Since then, their life has been an endless cycle of imposing on relatives for showers and laundry, hauling water to feed a small herd of cattle and desperately waiting for a local well-drilling company to make it to their name on a monthslong wait list.
The couple’s well is among potentially hundreds that have dried up in recent weeks in an area near the Oregon-California border suffering through a historic drought, leaving homes with no running water just a few months after the federal government shut off irrigation to hundreds of the region’s farmers for the first time ever.
Officials have formal reports of 117 empty wells but suspect more than 300 have gone dry in the past few weeks as the consequences of the Klamath River basin’s water scarcity extend far beyond farmers’ fields.
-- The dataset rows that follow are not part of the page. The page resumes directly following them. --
use async_trait::async_trait;
use std::time::Duration;

use super::entities::{AccountDeletionEvent, Delivery};
use super::errors::{CleanupError, NotificationError, QueueError};
use super::value_objects::{CleanupStep, EnqueueOutcome, RetryOutcome};
use crate::domain::banking::value_objects::ExternalResourceKind;
use crate::domain::expense::entities::AgreementCancellationNotice;
use crate::domain::user::entities::User;

/// One bounded context's share of the deletion cascade.
///
/// Implementations must be idempotent: running twice for the same user leaves
/// the same persisted state as running once.
#[async_trait]
pub trait ResourceCleaner: Send + Sync {
  async fn delete_managed_resources_for_user(&self, user: &User) -> Result<(), CleanupError>;
}

/// Durable at-least-once queue of deletion requests
#[async_trait]
pub trait DeletionQueue: Send + Sync {
  /// Queues the event unless one is already in flight for the same user
  async fn enqueue(&self, event: AccountDeletionEvent) -> Result<EnqueueOutcome, QueueError>;

  /// Waits up to `timeout` for the next event
  async fn reserve(&self, timeout: Duration) -> Result<Option<Delivery>, QueueError>;

  /// Marks the delivery as done and releases the per-user marker
  async fn ack(&self, delivery: &Delivery) -> Result<(), QueueError>;

  /// Hands a failed delivery back for redelivery, or dead-letters it once the
  /// attempt limit is reached
  async fn retry(&self, delivery: Delivery) -> Result<RetryOutcome, QueueError>;
}

/// Outbound messages sent while a cascade runs
#[async_trait]
pub trait DeletionNotifier: Send + Sync {
  /// Tells a participant their shared bill was cancelled by the owner's deletion
  async fn agreement_cancelled(
    &self,
    notice: &AgreementCancellationNotice,
  ) -> Result<(), NotificationError>;

  /// Confirms to the user that their account is gone
  async fn account_deleted(&self, user: &User) -> Result<(), NotificationError>;
}

/// Receives cascade progress, e.g. for metrics
pub trait CascadeObserver: Send + Sync {
  fn step_completed(&self, step: CleanupStep);

  fn step_failed(&self, step: CleanupStep);

  fn cascade_completed(&self);

  fn cascade_failed(&self);

  fn external_failure(&self, resource: ExternalResourceKind);
}

/// Observer that discards everything
pub struct NoopCascadeObserver;

impl CascadeObserver for NoopCascadeObserver {
  fn step_completed(&self, _step: CleanupStep) {}

  fn step_failed(&self, _step: CleanupStep) {}

  fn cascade_completed(&self) {}

  fn cascade_failed(&self) {}

  fn external_failure(&self, _resource: ExternalResourceKind) {}
}
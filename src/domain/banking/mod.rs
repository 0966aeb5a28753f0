pub mod entities;
pub mod errors;
pub mod ports;
pub mod services;
pub mod value_objects;

pub use entities::{BankTransaction, LinkedAccount};
pub use errors::ExternalServiceError;
pub use ports::{BankLinkGateway, BankTransactionRepository, LinkedAccountRepository, PaymentGateway};
pub use value_objects::ExternalResourceKind;
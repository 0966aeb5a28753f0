use async_trait::async_trait;
use chrono::{DateTime, Utc};
use sqlx::PgPool;

use crate::domain::user::{
  entities::User, errors::RepositoryError, ports::UserRepository, value_objects::UserId,
};

/// PostgreSQL implementation of the UserRepository trait
pub struct PostgresUserRepository {
  pool: PgPool,
}

impl PostgresUserRepository {
  /// Creates a new instance of PostgresUserRepository
  pub fn new(pool: PgPool) -> Self {
    Self { pool }
  }
}

/// Database row structure for users table
#[derive(Debug, sqlx::FromRow)]
struct UserRow {
  id: i64,
  email: String,
  first_name: String,
  last_name: String,
  payment_customer_url: Option<String>,
  is_deactivated_placeholder: bool,
  created_at: DateTime<Utc>,
  updated_at: DateTime<Utc>,
}

impl From<UserRow> for User {
  fn from(row: UserRow) -> Self {
    User::from_db(
      UserId::from_db(row.id),
      row.email,
      row.first_name,
      row.last_name,
      row.payment_customer_url,
      row.is_deactivated_placeholder,
      row.created_at,
      row.updated_at,
    )
  }
}

#[async_trait]
impl UserRepository for PostgresUserRepository {
  async fn find_by_id(&self, id: UserId) -> Result<Option<User>, RepositoryError> {
    let row = sqlx::query_as::<_, UserRow>(
      r#"
            SELECT
                id,
                email,
                first_name,
                last_name,
                payment_customer_url,
                is_deactivated_placeholder,
                created_at,
                updated_at
            FROM users
            WHERE id = $1
            "#,
    )
    .bind(id.into_inner())
    .fetch_optional(&self.pool)
    .await?;

    Ok(row.map(Into::into))
  }

  async fn find_placeholder(&self) -> Result<Option<User>, RepositoryError> {
    let row = sqlx::query_as::<_, UserRow>(
      r#"
            SELECT
                id,
                email,
                first_name,
                last_name,
                payment_customer_url,
                is_deactivated_placeholder,
                created_at,
                updated_at
            FROM users
            WHERE is_deactivated_placeholder
            "#,
    )
    .fetch_optional(&self.pool)
    .await
    .map_err(|e| {
      tracing::error!("Failed to look up placeholder user: {}", e);
      RepositoryError::from(e)
    })?;

    Ok(row.map(Into::into))
  }

  async fn delete_non_placeholder(&self, id: UserId) -> Result<bool, RepositoryError> {
    let result = sqlx::query("DELETE FROM users WHERE id = $1 AND NOT is_deactivated_placeholder")
      .bind(id.into_inner())
      .execute(&self.pool)
      .await
      .map_err(|e| {
        tracing::error!("Failed to delete user {}: {}", id, e);
        RepositoryError::from(e)
      })?;

    Ok(result.rows_affected() > 0)
  }

  async fn clear_payment_customer(&self, id: UserId) -> Result<(), RepositoryError> {
    sqlx::query("UPDATE users SET payment_customer_url = NULL, updated_at = NOW() WHERE id = $1")
      .bind(id.into_inner())
      .execute(&self.pool)
      .await
      .map_err(|e| {
        tracing::error!("Failed to clear payment customer of user {}: {}", id, e);
        RepositoryError::from(e)
      })?;

    Ok(())
  }
}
Worried homeowners face waits of six months or more to get new, deeper wells dug because of the surging demand, with no guarantee that those wells, too, won’t ultimately go dry.
Some are getting by on the generosity of neighbors, or hauling free water from a nearby city. The state also is sending in a water truck and scrambling to ship more than 350 emergency storage tanks from as far as Oklahoma amid a nationwide shortage of the containers due to drought-induced demand across the U.S. West. The first tanks arrived Thursday.